# Centrino CPU CFLAGS and install isssues.

## proto

I have a Compaq X1010 (SWEET) when using the P4 optimized GRP install grub cannot be executed due to a kernel panic error (Not with me at the moment).

This was using the P4 optimized 1.4 GRP binary CD as recommended from the Gentoo Store for the Centrino (Pentium-M) CPU.

I am downloading the P3 otimized GRP now as I am planning to do this install on the RUN and need to be able to get the base system up without being online.

I know all about the differences between the P3, P4 and Pentium-M CPU, like the pipelines, execution order, sse/sse2, but does anyone know the EXACT GCC Optimisation to specify when compiling for the Centrino?

Thanks

Mike

----------

## Sequentious

I have been using -march=pentium4 for a while now with gcc 3.2.3 without issue. If you had an older gcc version you shouldnt use pentium4 at all. However, i would think the binary distribution would be good still.

Have you looked for any linux-related information for your specific laptop model on, for example, http://www.tuxmobil.org?

----------

## proto

To be honest I did take a look at that post first but there were so many different oppinions that I didn't really know what to use. Just like the question I had posted in 2 forums (yes I know I cross posted but there were 2 different questions in it as well). One reply said P4 and and you say P3.

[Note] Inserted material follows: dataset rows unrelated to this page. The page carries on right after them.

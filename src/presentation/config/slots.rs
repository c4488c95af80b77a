//! Content placed into the slide's named insertion points

use serde::Deserialize;

use crate::core::display::TimeUnit;

/// Text for each insertion point of the countdown slide.
///
/// Empty slots take no room except `title`, `header` and `footer`, which
/// keep their row so the figures stay put when text is edited.
#[derive(Clone, Debug, Default, PartialEq, Eq, Deserialize)]
pub struct SlideSlots {
    #[serde(default)]
    pub title: Option<String>,
    #[serde(default)]
    pub notes: Option<String>,
    #[serde(default)]
    pub actions: Option<String>,
    #[serde(default)]
    pub background: Option<String>,
    #[serde(default)]
    pub header: Option<String>,
    #[serde(default)]
    pub footer: Option<String>,
    #[serde(default)]
    pub days: Option<String>,
    #[serde(default)]
    pub hours: Option<String>,
    #[serde(default)]
    pub minutes: Option<String>,
    #[serde(default)]
    pub seconds: Option<String>,
}

impl SlideSlots {
    /// Label slot shown above the figure of `unit`
    pub fn label(&self, unit: TimeUnit) -> Option<&str> {
        match unit {
            TimeUnit::Days => self.days.as_deref(),
            TimeUnit::Hours => self.hours.as_deref(),
            TimeUnit::Minutes => self.minutes.as_deref(),
            TimeUnit::Seconds => self.seconds.as_deref(),
        }
    }

    /// Fill every unset slot from `defaults`.
    pub fn merge(&mut self, defaults: &SlideSlots) {
        let pairs = [
            (&mut self.title, &defaults.title),
            (&mut self.notes, &defaults.notes),
            (&mut self.actions, &defaults.actions),
            (&mut self.background, &defaults.background),
            (&mut self.header, &defaults.header),
            (&mut self.footer, &defaults.footer),
            (&mut self.days, &defaults.days),
            (&mut self.hours, &defaults.hours),
            (&mut self.minutes, &defaults.minutes),
            (&mut self.seconds, &defaults.seconds),
        ];
        for (slot, default) in pairs {
            if slot.is_none() {
                slot.clone_from(default);
            }
        }
    }
}

#[cfg(test)]
mod tests {
    use pretty_assertions::assert_eq;

    use super::*;

    #[test]
    fn test_label() {
        let slots = SlideSlots {
            hours: Some("Hours".to_owned()),
            ..Default::default()
        };
        assert_eq!(slots.label(TimeUnit::Hours), Some("Hours"));
        assert_eq!(slots.label(TimeUnit::Days), None);
    }

    #[test]
    fn test_merge_keeps_user_values() {
        let mut slots = SlideSlots {
            title: Some("Talk starts soon".to_owned()),
            ..Default::default()
        };
        let defaults = SlideSlots {
            title: Some("Countdown".to_owned()),
            footer: Some("footer".to_owned()),
            ..Default::default()
        };
        slots.merge(&defaults);
        assert_eq!(slots.title.as_deref(), Some("Talk starts soon"));
        assert_eq!(slots.footer.as_deref(), Some("footer"));
        assert_eq!(slots.notes, None);
    }
}
use ratatui::prelude::*;
use ratatui::widgets::{Paragraph, Widget, Wrap};

use crate::core::countdown::Countdown;
use crate::presentation::config::{SlideSlots, Styles};
use crate::presentation::widgets::countdown::{CountdownWidget, COUNTDOWN_HEIGHT};

/// Full countdown slide: header, title, figures, notes, actions and footer
/// drawn over the background slot.
pub struct SlideWidget<'a> {
    countdown: &'a Countdown,
    slots: &'a SlideSlots,
    styles: &'a Styles,
}

impl<'a> SlideWidget<'a> {
    pub fn new(countdown: &'a Countdown, slots: &'a SlideSlots, styles: &'a Styles) -> Self {
        Self {
            countdown,
            slots,
            styles,
        }
    }

    fn text(&self, slot: &Option<String>, style_key: &str) -> Paragraph<'a> {
        Paragraph::new(slot.clone().unwrap_or_default())
            .style(self.styles.style(style_key))
            .centered()
            .wrap(Wrap { trim: true })
    }

    fn height_of(slot: &Option<String>) -> u16 {
        slot.as_deref()
            .map(|s| s.lines().count().max(1) as u16)
            .unwrap_or(0)
    }
}

impl Widget for SlideWidget<'_> {
    fn render(self, area: Rect, buf: &mut Buffer)
    where
        Self: Sized,
    {
        if let Some(background) = &self.slots.background {
            Paragraph::new(background.as_str())
                .style(self.styles.style("background"))
                .wrap(Wrap { trim: false })
                .render(area, buf);
        }

        let [header, _, title, _, countdown, _, notes, actions, _, footer] = Layout::vertical([
            Constraint::Length(1),
            Constraint::Fill(1),
            Constraint::Length(1),
            Constraint::Length(1),
            Constraint::Length(COUNTDOWN_HEIGHT),
            Constraint::Length(1),
            Constraint::Length(Self::height_of(&self.slots.notes)),
            Constraint::Length(Self::height_of(&self.slots.actions)),
            Constraint::Fill(1),
            Constraint::Length(1),
        ])
        .areas(area);

        self.text(&self.slots.header, "header").render(header, buf);
        self.text(&self.slots.title, "title").render(title, buf);
        CountdownWidget::new(self.countdown, self.slots, self.styles).render(countdown, buf);
        self.text(&self.slots.notes, "notes").render(notes, buf);
        self.text(&self.slots.actions, "actions").render(actions, buf);
        self.text(&self.slots.footer, "footer").render(footer, buf);
    }
}
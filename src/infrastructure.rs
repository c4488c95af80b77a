//! Infrastructure layer
//!
//! This module handles external integrations and services:
//! - TUI foundation
//! - CLI argument processing
//! - Configuration loading
//! - The one-second countdown timer

pub mod cli;
pub mod config;
pub mod ticker;
pub mod tui;
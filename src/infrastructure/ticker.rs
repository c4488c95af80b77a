//! One-second countdown timer
//!
//! [`Ticker`] is an explicit `Idle | Running` state machine around a tokio task
//! that sends [`Action::TimerTick`] once per period. Each scheduled task gets a
//! fresh generation number so ticks still queued from a cancelled task can be
//! told apart from live ones.

use std::time::Duration;

use tokio::sync::mpsc::UnboundedSender;
use tokio::task::JoinHandle;
use tokio::time::{self, Instant, MissedTickBehavior};
use tokio_util::sync::CancellationToken;

use crate::action::Action;

pub const DEFAULT_PERIOD: Duration = Duration::from_secs(1);

/// Owned handle of a running tick task. Dropping it cancels the task.
#[derive(Debug)]
pub struct TickerHandle {
    generation: u64,
    cancellation_token: CancellationToken,
    task: JoinHandle<()>,
}

impl TickerHandle {
    fn spawn(generation: u64, period: Duration, tx: UnboundedSender<Action>) -> Self {
        let cancellation_token = CancellationToken::new();
        let token = cancellation_token.clone();
        let task = tokio::spawn(async move {
            let mut interval = time::interval_at(Instant::now() + period, period);
            interval.set_missed_tick_behavior(MissedTickBehavior::Delay);
            loop {
                tokio::select! {
                    _ = token.cancelled() => break,
                    _ = interval.tick() => {
                        if tx.send(Action::TimerTick(generation)).is_err() {
                            log::debug!("tick receiver dropped, stopping timer {generation}");
                            break;
                        }
                    }
                }
            }
        });

        Self {
            generation,
            cancellation_token,
            task,
        }
    }

    pub fn generation(&self) -> u64 {
        self.generation
    }
}

impl Drop for TickerHandle {
    fn drop(&mut self) {
        self.cancellation_token.cancel();
    }
}

#[derive(Debug, Default)]
pub enum TickerState {
    #[default]
    Idle,
    Running(TickerHandle),
}

/// Why [`Ticker::start`] did not schedule a new task
#[derive(Debug, Clone, Copy, PartialEq, Eq)]
pub enum StartError {
    AlreadyRunning { generation: u64 },
    NoHandler,
}

impl std::fmt::Display for StartError {
    fn fmt(&self, f: &mut std::fmt::Formatter<'_>) -> std::fmt::Result {
        match self {
            StartError::AlreadyRunning { generation } => {
                write!(f, "timer {generation} is already running")
            }
            StartError::NoHandler => write!(f, "no action handler registered"),
        }
    }
}

impl std::error::Error for StartError {}

#[derive(Debug)]
pub struct Ticker {
    state: TickerState,
    period: Duration,
    last_generation: u64,
    tx: Option<UnboundedSender<Action>>,
}

impl Ticker {
    pub fn new(period: Duration) -> Self {
        Self {
            state: TickerState::Idle,
            period,
            last_generation: 0,
            tx: None,
        }
    }

    pub fn register_action_handler(&mut self, tx: UnboundedSender<Action>) {
        self.tx = Some(tx);
    }

    /// Schedule the repeating tick. Requires the ticker to be idle.
    pub fn start(&mut self) -> Result<u64, StartError> {
        if let TickerState::Running(handle) = &self.state {
            return Err(StartError::AlreadyRunning {
                generation: handle.generation(),
            });
        }
        let tx = self.tx.clone().ok_or(StartError::NoHandler)?;

        self.last_generation += 1;
        let generation = self.last_generation;
        self.state = TickerState::Running(TickerHandle::spawn(generation, self.period, tx));
        log::debug!("timer {generation} started");
        Ok(generation)
    }

    /// Cancel the running tick, if any. Returns whether one was cancelled.
    pub fn stop(&mut self) -> bool {
        match std::mem::take(&mut self.state) {
            TickerState::Running(handle) => {
                log::debug!("timer {} stopped", handle.generation());
                true
            }
            TickerState::Idle => false,
        }
    }

    pub fn is_running(&self) -> bool {
        matches!(self.state, TickerState::Running(_))
    }

    /// Whether a tick of `generation` comes from the live task.
    pub fn accepts(&self, generation: u64) -> bool {
        match &self.state {
            TickerState::Running(handle) => handle.generation() == generation,
            TickerState::Idle => false,
        }
    }
}

impl Default for Ticker {
    fn default() -> Self {
        Self::new(DEFAULT_PERIOD)
    }
}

I have looked extensively into this and the main gist of ot has been that the M series has many P4 instructions added but that heart of it is a P3 based chip. To be on the safe/stable side I have chosen to go with the P3 optimizations this time around... I'll know later how it works out.

I have looked at the MINIMAL info on tuxmobile for this unit but what I am asking is strictly a Centrino question. The notebook works good I just wanted the whole scoop on the centrino optimizations.

-Mike

----------

## Sequentious

Actually, after I replied to this i did some searching.

The p-m is still not based off the p4 or the p3, but it has more similarities with p3 archetecture than with p4. I wonder if "-march=pentium3 -msse2" would be worth it.

----------

## Sequentious

On a quasi-related note, Werner Heuser at tuxmobil was kind enough to host the howto I had written for my centrino-based laptop. I will be sure to update it with the new optimization info some time. 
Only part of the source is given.